Did Hillary Clinton’s Emails Include Evidence of Child Sex Trafficking?

A viral Facebook post claims to show images that were found on the laptops of Hillary Clinton and Anthony Weiner. The post has been shared 6,700 times and viewed 1.3 million times, and it is part of the Pizzagate conspiracy, which claims that Clinton and other politicians and celebrities are involved in a child sex-trafficking ring. Warning to readers: Several of the images in the Facebook post are highly graphic.

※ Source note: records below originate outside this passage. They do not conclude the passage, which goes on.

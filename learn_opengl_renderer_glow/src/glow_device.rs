/// GlowDevice - GraphicsDevice over a current OpenGL context
///
/// The context must be current on the calling thread for the whole lifetime
/// of the device. Every method is a thin wrapper over one or two GL calls.

use glow::HasContext;
use learn_opengl::lgl::{GraphicsDevice, PolygonMode, Result, ShaderStage, UniformValue};
use learn_opengl::{lgl_bail, lgl_debug};

const SOURCE: &str = "lgl::glow";

/// OpenGL device
pub struct GlowDevice {
    gl: glow::Context,
}

impl GlowDevice {
    /// Wrap a loaded context and enable depth testing
    ///
    /// # Safety
    ///
    /// `gl` must be current on this thread and stay current while the device
    /// is used.
    pub unsafe fn new(gl: glow::Context) -> Self {
        gl.enable(glow::DEPTH_TEST);
        let max_attributes = gl.get_parameter_i32(glow::MAX_VERTEX_ATTRIBS);
        lgl_debug!(SOURCE, "Maximum # of vertex attributes supported: {}", max_attributes);
        Self { gl }
    }

    /// Raw context, for the calls this device does not cover (buffers,
    /// textures, vertex arrays)
    pub fn gl(&self) -> &glow::Context {
        &self.gl
    }

    pub fn into_inner(self) -> glow::Context {
        self.gl
    }
}

/// GL shader type of a stage
pub(crate) fn gl_shader_type(stage: ShaderStage) -> u32 {
    match stage {
        ShaderStage::Vertex => glow::VERTEX_SHADER,
        ShaderStage::Fragment => glow::FRAGMENT_SHADER,
    }
}

/// GL rasterization mode of a polygon mode
pub(crate) fn gl_polygon_mode(mode: PolygonMode) -> u32 {
    match mode {
        PolygonMode::Fill => glow::FILL,
        PolygonMode::Line => glow::LINE,
    }
}

/// Viewport dimension clamped into GL's signed range
pub(crate) fn gl_size(value: u32) -> i32 {
    i32::try_from(value).unwrap_or(i32::MAX)
}

impl GraphicsDevice for GlowDevice {
    type Shader = glow::Shader;
    type Program = glow::Program;
    type UniformLocation = glow::UniformLocation;

    fn create_shader(&mut self, stage: ShaderStage) -> Result<glow::Shader> {
        match unsafe { self.gl.create_shader(gl_shader_type(stage)) } {
            Ok(shader) => Ok(shader),
            Err(e) => lgl_bail!(SOURCE, "Failed to create {:?} shader: {}", stage, e),
        }
    }

    fn compile_shader(&mut self, shader: glow::Shader, source: &str) -> bool {
        unsafe {
            self.gl.shader_source(shader, source);
            self.gl.compile_shader(shader);
            self.gl.get_shader_compile_status(shader)
        }
    }

    fn shader_info_log(&self, shader: glow::Shader) -> String {
        unsafe { self.gl.get_shader_info_log(shader) }
    }

    fn delete_shader(&mut self, shader: glow::Shader) {
        unsafe { self.gl.delete_shader(shader) }
    }

    fn create_program(&mut self) -> Result<glow::Program> {
        match unsafe { self.gl.create_program() } {
            Ok(program) => Ok(program),
            Err(e) => lgl_bail!(SOURCE, "Failed to create program: {}", e),
        }
    }

    fn attach_shader(&mut self, program: glow::Program, shader: glow::Shader) {
        unsafe { self.gl.attach_shader(program, shader) }
    }

    fn link_program(&mut self, program: glow::Program) -> bool {
        unsafe {
            self.gl.link_program(program);
            self.gl.get_program_link_status(program)
        }
    }

    fn program_info_log(&self, program: glow::Program) -> String {
        unsafe { self.gl.get_program_info_log(program) }
    }

    fn delete_program(&mut self, program: glow::Program) {
        unsafe { self.gl.delete_program(program) }
    }

    fn use_program(&mut self, program: Option<glow::Program>) {
        unsafe { self.gl.use_program(program) }
    }

    fn uniform_location(&self, program: glow::Program, name: &str) -> Option<glow::UniformLocation> {
        unsafe { self.gl.get_uniform_location(program, name) }
    }

    fn set_uniform(&mut self, location: &glow::UniformLocation, value: UniformValue) {
        let location = Some(location);
        unsafe {
            match value {
                // GLSL bools are set through the integer entry point
                UniformValue::Bool(v) => self.gl.uniform_1_i32(location, v as i32),
                UniformValue::Int(v) => self.gl.uniform_1_i32(location, v),
                UniformValue::Float(v) => self.gl.uniform_1_f32(location, v),
                UniformValue::Vec3(v) => self.gl.uniform_3_f32(location, v.x, v.y, v.z),
                UniformValue::Vec4(v) => self.gl.uniform_4_f32(location, v.x, v.y, v.z, v.w),
                UniformValue::Mat4(m) => {
                    self.gl.uniform_matrix_4_f32_slice(location, false, &m.to_cols_array())
                }
            }
        }
    }

    fn set_polygon_mode(&mut self, mode: PolygonMode) {
        unsafe { self.gl.polygon_mode(glow::FRONT_AND_BACK, gl_polygon_mode(mode)) }
    }

    fn set_viewport(&mut self, width: u32, height: u32) {
        unsafe { self.gl.viewport(0, 0, gl_size(width), gl_size(height)) }
    }

    fn clear(&mut self, color: [f32; 4]) {
        let [r, g, b, a] = color;
        unsafe {
            self.gl.clear_color(r, g, b, a);
            self.gl.clear(glow::COLOR_BUFFER_BIT | glow::DEPTH_BUFFER_BIT);
        }
    }

    fn draw_indexed(&mut self, index_count: u32) {
        unsafe {
            self.gl
                .draw_elements(glow::TRIANGLES, gl_size(index_count), glow::UNSIGNED_INT, 0)
        }
    }
}

#[cfg(test)]
#[path = "glow_device_tests.rs"]
mod tests;
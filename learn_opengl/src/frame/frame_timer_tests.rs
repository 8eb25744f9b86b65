use super::*;

#[test]
fn test_first_tick_measures_from_zero() {
    let mut timer = FrameTimer::new();
    assert_eq!(timer.tick(0.5), 0.5);
    assert_eq!(timer.delta(), 0.5);
    assert_eq!(timer.last_frame_time(), 0.5);
}

#[test]
fn test_tick_measures_between_frames() {
    let mut timer = FrameTimer::starting_at(10.0);
    assert!((timer.tick(10.25) - 0.25).abs() < 1e-6);
    assert!((timer.tick(10.5) - 0.25).abs() < 1e-6);
}

#[test]
fn test_backwards_clock_yields_zero() {
    let mut timer = FrameTimer::starting_at(5.0);
    assert_eq!(timer.tick(4.0), 0.0);
    assert_eq!(timer.last_frame_time(), 4.0);
}
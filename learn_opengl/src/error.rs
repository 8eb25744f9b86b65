//! Error types for the LearnOpenGL sandbox
//!
//! Every error in this crate is recoverable: shader setup failures leave the
//! previous program in place, and asset read failures are logged and skipped.

use std::fmt;
use std::path::PathBuf;

use crate::device::ShaderStage;

/// Result type for sandbox operations
pub type Result<T> = std::result::Result<T, Error>;

/// Sandbox errors
#[derive(Debug, Clone)]
pub enum Error {
    /// A shader stage was rejected by the compiler
    ShaderCompile {
        /// Stage that failed
        stage: ShaderStage,
        /// Compiler diagnostic text
        log: String,
    },

    /// Both stages compiled but the program failed to link
    ShaderLink {
        /// Linker diagnostic text
        log: String,
    },

    /// A shader source file could not be read
    ResourceLoad {
        /// Path that was requested
        path: PathBuf,
        /// IO error description
        reason: String,
    },

    /// Device-side object allocation failed
    Backend(String),
}

impl fmt::Display for Error {
    fn fmt(&self, f: &mut fmt::Formatter<'_>) -> fmt::Result {
        match self {
            Error::ShaderCompile { stage, log } => {
                write!(f, "{:?} shader compilation failed: {}", stage, log.trim_end())
            }
            Error::ShaderLink { log } => write!(f, "Shader program link failed: {}", log.trim_end()),
            Error::ResourceLoad { path, reason } => {
                write!(f, "Failed to read '{}': {}", path.display(), reason)
            }
            Error::Backend(msg) => write!(f, "Backend error: {}", msg),
        }
    }
}

impl std::error::Error for Error {}

/// Log an ERROR with file:line and return `Err(Error::Backend(..))`
///
/// # Example
///
/// ```ignore
/// lgl_bail!("lgl::HeadlessDevice", "program {:?} does not exist", program);
/// ```
#[macro_export]
macro_rules! lgl_bail {
    ($source:expr, $($arg:tt)*) => {{
        let message = format!($($arg)*);
        $crate::lgl_error!($source, "{}", message);
        return Err($crate::lgl::Error::Backend(message));
    }};
}

#[cfg(test)]
#[path = "error_tests.rs"]
mod tests;
/// Frame delta time from a monotonic clock in seconds
#[derive(Debug, Clone, Copy, Default, PartialEq)]
pub struct FrameTimer {
    last_frame_time: f32,
    delta: f32,
}

impl FrameTimer {
    /// Timer whose first tick measures from zero, like a clock started at
    /// window creation
    pub fn new() -> Self {
        Self::default()
    }

    /// Timer whose first tick measures from `start`
    pub fn starting_at(start: f32) -> Self {
        Self { last_frame_time: start, delta: 0.0 }
    }

    /// Record a new frame at `now` and return the elapsed time. A clock
    /// that goes backwards yields zero.
    pub fn tick(&mut self, now: f32) -> f32 {
        self.delta = (now - self.last_frame_time).max(0.0);
        self.last_frame_time = now;
        self.delta
    }

    pub fn delta(&self) -> f32 {
        self.delta
    }

    pub fn last_frame_time(&self) -> f32 {
        self.last_frame_time
    }
}

#[cfg(test)]
#[path = "frame_timer_tests.rs"]
mod tests;
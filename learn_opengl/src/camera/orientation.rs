/// Orientation: camera rotation stored as an absolute yaw/pitch pair.
///
/// The quaternion is never accumulated frame over frame. It is rebuilt from
/// the two angles every time it is needed, so no drift can build up and the
/// result is always normalized.

use glam::{Mat3, Quat, Vec3};

/// World up axis
pub const WORLD_UP: Vec3 = Vec3::Y;

/// Yaw/pitch pair in degrees
///
/// Yaw is measured from +X towards +Z (so -90 looks down -Z), pitch from
/// the horizontal plane towards +Y.
#[derive(Debug, Clone, Copy, PartialEq)]
pub struct Orientation {
    yaw: f32,
    pitch: f32,
}

impl Orientation {
    /// Create from angles, clamping pitch to `±pitch_limit`
    pub fn new(yaw_degrees: f32, pitch_degrees: f32, pitch_limit: f32) -> Self {
        Self {
            yaw: wrap_degrees(yaw_degrees),
            pitch: pitch_degrees.clamp(-pitch_limit, pitch_limit),
        }
    }

    /// Orientation looking along `direction`; `None` for a zero vector
    pub fn facing(direction: Vec3, pitch_limit: f32) -> Option<Self> {
        let direction = direction.try_normalize()?;
        let yaw = direction.z.atan2(direction.x).to_degrees();
        let pitch = direction.y.clamp(-1.0, 1.0).asin().to_degrees();
        Some(Self::new(yaw, pitch, pitch_limit))
    }

    pub fn yaw(&self) -> f32 {
        self.yaw
    }

    pub fn pitch(&self) -> f32 {
        self.pitch
    }

    /// Offset the absolute angles, clamping pitch to `±pitch_limit`
    pub fn rotate(&mut self, yaw_delta: f32, pitch_delta: f32, pitch_limit: f32) {
        *self = Self::new(self.yaw + yaw_delta, self.pitch + pitch_delta, pitch_limit);
    }

    /// Unit look direction (spherical to cartesian)
    pub fn direction(&self) -> Vec3 {
        let (sin_yaw, cos_yaw) = self.yaw.to_radians().sin_cos();
        let (sin_pitch, cos_pitch) = self.pitch.to_radians().sin_cos();
        Vec3::new(cos_yaw * cos_pitch, sin_pitch, sin_yaw * cos_pitch)
    }

    /// Camera-to-world rotation
    pub fn quat(&self) -> Quat {
        look_rotation(self.direction(), WORLD_UP)
    }
}

impl Default for Orientation {
    /// Looking down -Z
    fn default() -> Self {
        Self { yaw: -90.0, pitch: 0.0 }
    }
}

/// Camera-to-world rotation whose local -Z points along `direction`.
///
/// Built as the inverse of the right-handed look-at view rotation for
/// `direction` and `up`. `direction` must not be parallel to `up`.
pub fn look_rotation(direction: Vec3, up: Vec3) -> Quat {
    let back = -direction.normalize();
    let right = up.cross(back).normalize();
    let camera_up = back.cross(right);

    // Rows are the camera axes: world -> camera
    let view_rotation = Mat3::from_cols(right, camera_up, back).transpose();
    Quat::from_mat3(&view_rotation).inverse().normalize()
}

/// Map to [-180, 180)
fn wrap_degrees(degrees: f32) -> f32 {
    (degrees + 180.0).rem_euclid(360.0) - 180.0
}

#[cfg(test)]
#[path = "orientation_tests.rs"]
mod tests;
//! Integration tests for the sandbox logging
//!
//! These tests swap the process-wide logger and check the log points of the
//! shader lifecycle and the frame loop. No GPU required.
//!
//! Run with: cargo test --test logging_integration_tests

use learn_opengl::glam::Vec2;
use learn_opengl::lgl::log::{reset_logger, set_logger, LogEntry, LogSeverity, Logger};
use learn_opengl::lgl::input::{Buttons, InputSnapshot};
use learn_opengl::lgl::{HeadlessDevice, SandboxConfig, SandboxState, ShaderProgram};
use learn_opengl::{lgl_error, lgl_info};
use serial_test::serial;
use std::sync::{Arc, Mutex};

const VERT: &str = "#version 330 core\nuniform mat4 model;\nvoid main() {}\n";
const FRAG: &str = "#version 330 core\nuniform vec4 prog_color;\nvoid main() {}\n";

// ============================================================================
// TEST LOGGER IMPLEMENTATION
// ============================================================================

/// Test logger that captures log entries for verification
struct TestLogger {
    entries: Arc<Mutex<Vec<LogEntry>>>,
}

impl TestLogger {
    fn new() -> (Self, Arc<Mutex<Vec<LogEntry>>>) {
        let entries = Arc::new(Mutex::new(Vec::new()));
        (Self { entries: entries.clone() }, entries)
    }
}

impl Logger for TestLogger {
    fn log(&self, entry: &LogEntry) {
        self.entries.lock().unwrap().push(entry.clone());
    }
}

fn messages(entries: &Arc<Mutex<Vec<LogEntry>>>, severity: LogSeverity) -> Vec<String> {
    entries
        .lock()
        .unwrap()
        .iter()
        .filter(|entry| entry.severity == severity)
        .map(|entry| entry.message.clone())
        .collect()
}

// ============================================================================
// LOGGER SLOT
// ============================================================================

#[test]
#[serial]
fn test_integration_macros_reach_custom_logger() {
    let (test_logger, entries) = TestLogger::new();
    set_logger(test_logger);

    lgl_info!("test::module", "Test info message {}", 1);
    lgl_error!("test::module", "Test error message");

    {
        let captured = entries.lock().unwrap();
        assert_eq!(captured.len(), 2);
        assert_eq!(captured[0].severity, LogSeverity::Info);
        assert_eq!(captured[0].source, "test::module");
        assert_eq!(captured[0].message, "Test info message 1");
        assert_eq!(captured[0].file, None);

        assert_eq!(captured[1].severity, LogSeverity::Error);
        assert!(captured[1].file.is_some());
        assert!(captured[1].line.is_some());
    }

    reset_logger();
}

#[test]
#[serial]
fn test_integration_logger_reset() {
    let (test_logger, entries) = TestLogger::new();
    set_logger(test_logger);
    lgl_info!("test::reset", "Before reset");
    reset_logger();
    lgl_info!("test::reset", "After reset");

    let captured = entries.lock().unwrap();
    assert_eq!(captured.len(), 1);
    assert_eq!(captured[0].message, "Before reset");
}

// ============================================================================
// SHADER LOG POINTS
// ============================================================================

#[test]
#[serial]
fn test_integration_link_success_is_reported() {
    let (test_logger, entries) = TestLogger::new();
    set_logger(test_logger);

    let mut device = HeadlessDevice::new();
    let mut program = ShaderProgram::new();
    program.configure(&mut device, VERT, FRAG).unwrap();

    let infos = messages(&entries, LogSeverity::Info);
    assert_eq!(infos.len(), 1);
    assert!(infos[0].starts_with("Using shader"));

    reset_logger();
}

#[test]
#[serial]
fn test_integration_compile_failure_is_reported_with_compiler_log() {
    let (test_logger, entries) = TestLogger::new();
    set_logger(test_logger);

    let mut device = HeadlessDevice::new();
    let mut program = ShaderProgram::new();
    let result = program.configure(&mut device, "void main() {}\n#error nope\n", FRAG);
    assert!(result.is_err());

    let errors = messages(&entries, LogSeverity::Error);
    assert_eq!(errors.len(), 1);
    assert!(errors[0].contains("Vertex"));
    assert!(errors[0].contains("#error nope"));

    reset_logger();
}

#[test]
#[serial]
fn test_integration_missing_uniform_warns_once() {
    let (test_logger, entries) = TestLogger::new();
    set_logger(test_logger);

    let mut device = HeadlessDevice::new();
    let mut program = ShaderProgram::new();
    program.configure(&mut device, VERT, FRAG).unwrap();
    for _ in 0..5 {
        program.set_uniform(&mut device, "does_not_exist", 1.0f32);
    }

    let warnings = messages(&entries, LogSeverity::Warn);
    assert_eq!(warnings.len(), 1);
    assert!(warnings[0].contains("does_not_exist"));
    assert_eq!(messages(&entries, LogSeverity::Trace).len(), 4);

    reset_logger();
}

// ============================================================================
// FRAME LOG POINTS
// ============================================================================

#[test]
#[serial]
fn test_integration_toggles_and_fov_are_reported() {
    let (test_logger, entries) = TestLogger::new();
    set_logger(test_logger);

    let mut device = HeadlessDevice::new();
    let mut state = SandboxState::new(&SandboxConfig::default());
    state.update(&mut device, &InputSnapshot::new(Buttons::WIREFRAME), 0.0);
    state.update(&mut device, &InputSnapshot::new(Buttons::WIREFRAME | Buttons::PROJECTION), 0.1);
    state.update(
        &mut device,
        &InputSnapshot::default().with_scroll_delta(Vec2::new(0.0, 5.0)),
        0.2,
    );
    state.resize(&mut device, 640, 480);

    assert_eq!(
        messages(&entries, LogSeverity::Info),
        vec!["Wireframe: ON".to_string(), "Perspective: OFF".to_string()]
    );
    let debug = messages(&entries, LogSeverity::Debug);
    assert!(debug.contains(&"New FOV: 40".to_string()));
    assert!(debug.contains(&"Resized to (640, 480)".to_string()));

    reset_logger();
}

#[test]
#[serial]
fn test_integration_quiet_mode_demotes_toggles() {
    let (test_logger, entries) = TestLogger::new();
    set_logger(test_logger);

    let config = SandboxConfig { verbose: false, ..SandboxConfig::default() };
    let mut device = HeadlessDevice::new();
    let mut state = SandboxState::new(&config);
    state.update(&mut device, &InputSnapshot::new(Buttons::WIREFRAME), 0.0);
    state.resize(&mut device, 640, 480);

    assert!(messages(&entries, LogSeverity::Info).is_empty());
    assert!(messages(&entries, LogSeverity::Debug).is_empty());
    let traces = messages(&entries, LogSeverity::Trace);
    assert!(traces.contains(&"Wireframe: ON".to_string()));
    assert!(traces.contains(&"Resized to (640, 480)".to_string()));

    reset_logger();
}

The first image is of a girl with the caption: “This was found and [sic] Hillary Clinton email and She [sic] was 15 years old.” The girl in the image is Scarlett Keeling, a 15-year-old British tourist who was sexually assaulted and killed in India in February 2008. There is not the slightest bit of evidence to connect Clinton to the crime—a man named Samson D’Souza was convicted of “culpable homicide not amounting to murder” in July 2019. Clinton’s email scandal was regarding her use of a private server as secretary of state, an office she didn’t assume until almost a year after Keeling was killed. The WikiLeaks’ archive of Clinton’s leaked emails goes from June 30, 2010 to August 12, 2014, and does not return any results for searches of “Scarlett Keeling” or any variations of her name or words associated with her case. There is no evidence that any of the other images the post purports are from Clinton emails either. 

Another image shows what appears to be a mutilated child, with a caption claiming that Clinton cut the girl’s face off. The picture is, in fact, the highly graphic cover of a 1997 heavy metal album titled “Verses of the Bleeding” by band Abnegation. The picture on Facebook has another caption, allegedly a quote from a New York Police Department chief:  “‘What’s in the emails is staggering and as a father, it turned my stomach,’ the NYPD Chief said. ‘There is not going to be any Houdini-like escape from what we found. We have copies of everything. We will ship them to WikiLeaks or I will personally hold my own press conference if it comes to that.’”

The quote from the “NYPD Chief” is from a 2016 article—accurately described in a Vox article as “transparently silly”—published by True Pundit, a website infamous for spreading misinformation and conspiracies. Despite the promise in the 2016 article, the emails supposedly proving Clinton engaged in a litany of crimes, including sex with minors, never surfaced.